2. The WTRU of claim 1 , wherein the first action is a reference action comprising one or more of: applying a configuration associated with the first indication; performing a measurement or a reception using a first configuration determined by the first indication; triggering or performing a transmission using a second configuration determined by the first indication; suspending an ongoing or future transmission; entering a power saving mode; setting, resetting, or modifying one or more of protocol parameters, timers, or counters using a third configuration determined by the first indication.
3. The WTRU of claim 1 , wherein the first configuration and the second configuration each comprises a different downlink (DL) beam configuration, different power saving modes, different protocol parameters, or different timers.
4. The WTRU of claim 1 , wherein the first configuration is a first downlink (DL) beam configuration and the second configuration is a second DL beam configuration, wherein the first action comprises the WTRU switching to the first DL beam to receive data transmissions, wherein the second action comprises the WTRU switching to the second DL beam provided by the NW-side RL model to receive the data transmissions, and wherein the second performance metric comprises a measurement on the second DL beam.
5. The WTRU of claim 1 , wherein the first configuration is a first downlink control information (DCI) configuration indicating a first modulation and coding scheme (MCS), wherein the second configuration is a second DCI configuration indicating a second MCS, wherein the first action comprises the WTRU applying the first DCI configuration to receive DL transmissions, and wherein the second action comprises the WTRU switching to apply the second DCI configuration to receive the DL transmissions, and wherein the second performance metric comprises a measurement on the second DCI configuration.

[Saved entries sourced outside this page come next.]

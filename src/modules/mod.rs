//! Modules layer - Infrastructure components for external integrations
//!
//! Clients and adapters for object storage, server-side RPC procedures and
//! the realtime publish/subscribe hub.

pub mod realtime;
pub mod rpc;
pub mod storage;
use std::fmt;
use std::str::FromStr;

use serde::{Deserialize, Serialize};
use serde_json::{Map, Value};
use utoipa::{IntoParams, ToSchema};

use crate::core::error::AppError;
use crate::shared::constants::{DEFAULT_PAGE_SIZE, MAX_PAGE_SIZE};
use crate::shared::types::PaginationQuery;

/// Collections served by the gallery endpoints
#[derive(Debug, Clone, Copy, PartialEq, Eq)]
pub enum GalleryKind {
    Clubs,
    Cars,
    Events,
}

impl GalleryKind {
    pub fn list_procedure(&self) -> &'static str {
        match self {
            GalleryKind::Clubs => "get_clubs_gallery",
            GalleryKind::Cars => "get_cars_gallery",
            GalleryKind::Events => "get_events_gallery",
        }
    }

    pub fn detail_procedure(&self) -> &'static str {
        match self {
            GalleryKind::Clubs => "get_club_detail",
            GalleryKind::Cars => "get_car_detail",
            GalleryKind::Events => "get_event_detail",
        }
    }

    pub fn not_found_message(&self) -> &'static str {
        match self {
            GalleryKind::Clubs => "Club not found",
            GalleryKind::Cars => "Car not found",
            GalleryKind::Events => "Event not found",
        }
    }
}

/// Ranking boards
#[derive(Debug, Clone, Copy, PartialEq, Eq, Serialize, Deserialize, ToSchema)]
#[serde(rename_all = "snake_case")]
pub enum Leaderboard {
    Horsepower,
    ClubMembers,
    EventAttendance,
    GarageSize,
}

impl Leaderboard {
    pub fn as_str(&self) -> &'static str {
        match self {
            Leaderboard::Horsepower => "horsepower",
            Leaderboard::ClubMembers => "club_members",
            Leaderboard::EventAttendance => "event_attendance",
            Leaderboard::GarageSize => "garage_size",
        }
    }
}

impl fmt::Display for Leaderboard {
    fn fmt(&self, f: &mut fmt::Formatter<'_>) -> fmt::Result {
        f.write_str(self.as_str())
    }
}

impl FromStr for Leaderboard {
    type Err = AppError;

    fn from_str(s: &str) -> Result<Self, Self::Err> {
        match s {
            "horsepower" => Ok(Leaderboard::Horsepower),
            "club_members" => Ok(Leaderboard::ClubMembers),
            "event_attendance" => Ok(Leaderboard::EventAttendance),
            "garage_size" => Ok(Leaderboard::GarageSize),
            other => Err(AppError::BadRequest(format!(
                "Unknown leaderboard '{}'",
                other
            ))),
        }
    }
}

/// Query parameters for the events gallery
#[derive(Debug, Clone, Deserialize, IntoParams)]
pub struct EventsQuery {
    /// Page number (1-indexed, default: 1)
    #[serde(default = "default_page")]
    #[param(minimum = 1)]
    pub page: i64,

    /// Number of items per page (default: 10, max: 100)
    #[serde(default = "default_page_size")]
    #[param(minimum = 1, maximum = 100)]
    pub page_size: i64,

    /// Only events that have not started yet
    #[serde(default)]
    pub upcoming: bool,
}

fn default_page() -> i64 {
    1
}

fn default_page_size() -> i64 {
    DEFAULT_PAGE_SIZE
}

impl EventsQuery {
    pub fn pagination(&self) -> PaginationQuery {
        PaginationQuery {
            page: self.page,
            page_size: self.page_size,
        }
    }
}

#[derive(Debug, Clone, Default, Deserialize, IntoParams)]
pub struct LeaderboardQuery {
    /// Entries to return (default: 10, max: 100)
    #[param(minimum = 1, maximum = 100)]
    pub limit: Option<i64>,
}

impl LeaderboardQuery {
    pub fn limit(&self) -> i64 {
        self.limit
            .unwrap_or(DEFAULT_PAGE_SIZE)
            .clamp(1, MAX_PAGE_SIZE)
    }
}

/// One gallery record as produced by its aggregation procedure.
///
/// Embedded `owner` and `club` relations are already plain objects.
#[derive(Debug, Clone, PartialEq, Serialize, Deserialize, ToSchema)]
#[serde(transparent)]
#[schema(value_type = Object)]
pub struct GalleryItemDto(pub Map<String, Value>);

impl GalleryItemDto {
    pub fn get(&self, field: &str) -> Option<&Value> {
        self.0.get(field)
    }
}

/// Raw shape returned by the list procedures
#[derive(Debug, Clone, Deserialize)]
pub struct GalleryPage {
    #[serde(default)]
    pub items: Vec<Value>,
    #[serde(default)]
    pub total: i64,
}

6. The WTRU of claim 1 , wherein the first configuration is a first sub-band configuration, wherein the second configuration is a second sub-band configuration, wherein the first action comprises the WTRU applying the first sub-band configuration to receive DL transmissions, and wherein the second action comprises the WTRU switching to apply the second sub-band configuration to receive the DL transmissions, and wherein the second performance metric comprises a measurement on the second subband configuration.
7. The WTRU of claim 1 , wherein the first configuration is a first power level configuration for a first DL transmission, wherein the second configuration is a second power level configuration for a second DL transmission, wherein the first action comprises the WTRU applying the first power level configuration to receive DL transmissions, and wherein the second action comprises the WTRU switching to apply the second power level configuration to receive the DL transmissions, and wherein the second performance metric comprises a measurement on the second power level configuration.
8. The WTRU of claim 1 , wherein the first performance metric and the second performance metric are determined based on one or more preconfigured criteria.
38
9. The WTRU of claim 8, wherein each of the one or more preconfigured criteria comprises a hybrid automatic repeat request (HARQ) acknowledgement (ACK), an average signal received power (RSRP), a signal-to-i nterference-plus-noise ratio (SINR), or a channel quality indicator (CQI).
10. The WTRU of claim 8, wherein each of the one or more preconfigured criteria comprises an average number of beam switches.
11. A method comprising: receiving a first indication of a first configuration to be implemented for performing a first action related to communications on a network; receiving, from the network, a second indication of a second configuration to be implemented for performing a second action related to communications on the network, wherein the second action is an anticipated action associated with a network-side (NW-side) reinforcement learning (RL) model; performing the first action related to the communications on the network using the first configuration and determining a first outcome based on a first performance metric associated with the first action; performing a validation of the NW-side RL model by being configured to: determine a second outcome based on a second performance metric associated with performance of the second action without actually implementing the second configuration to perform the second action related to the communications on the network; and determine a quality of the second action compared to a quality of the first action based on the first outcome and the second outcome; and reporting the determined quality of the second action for validation of the anticipated action associated with the NW-side RL model.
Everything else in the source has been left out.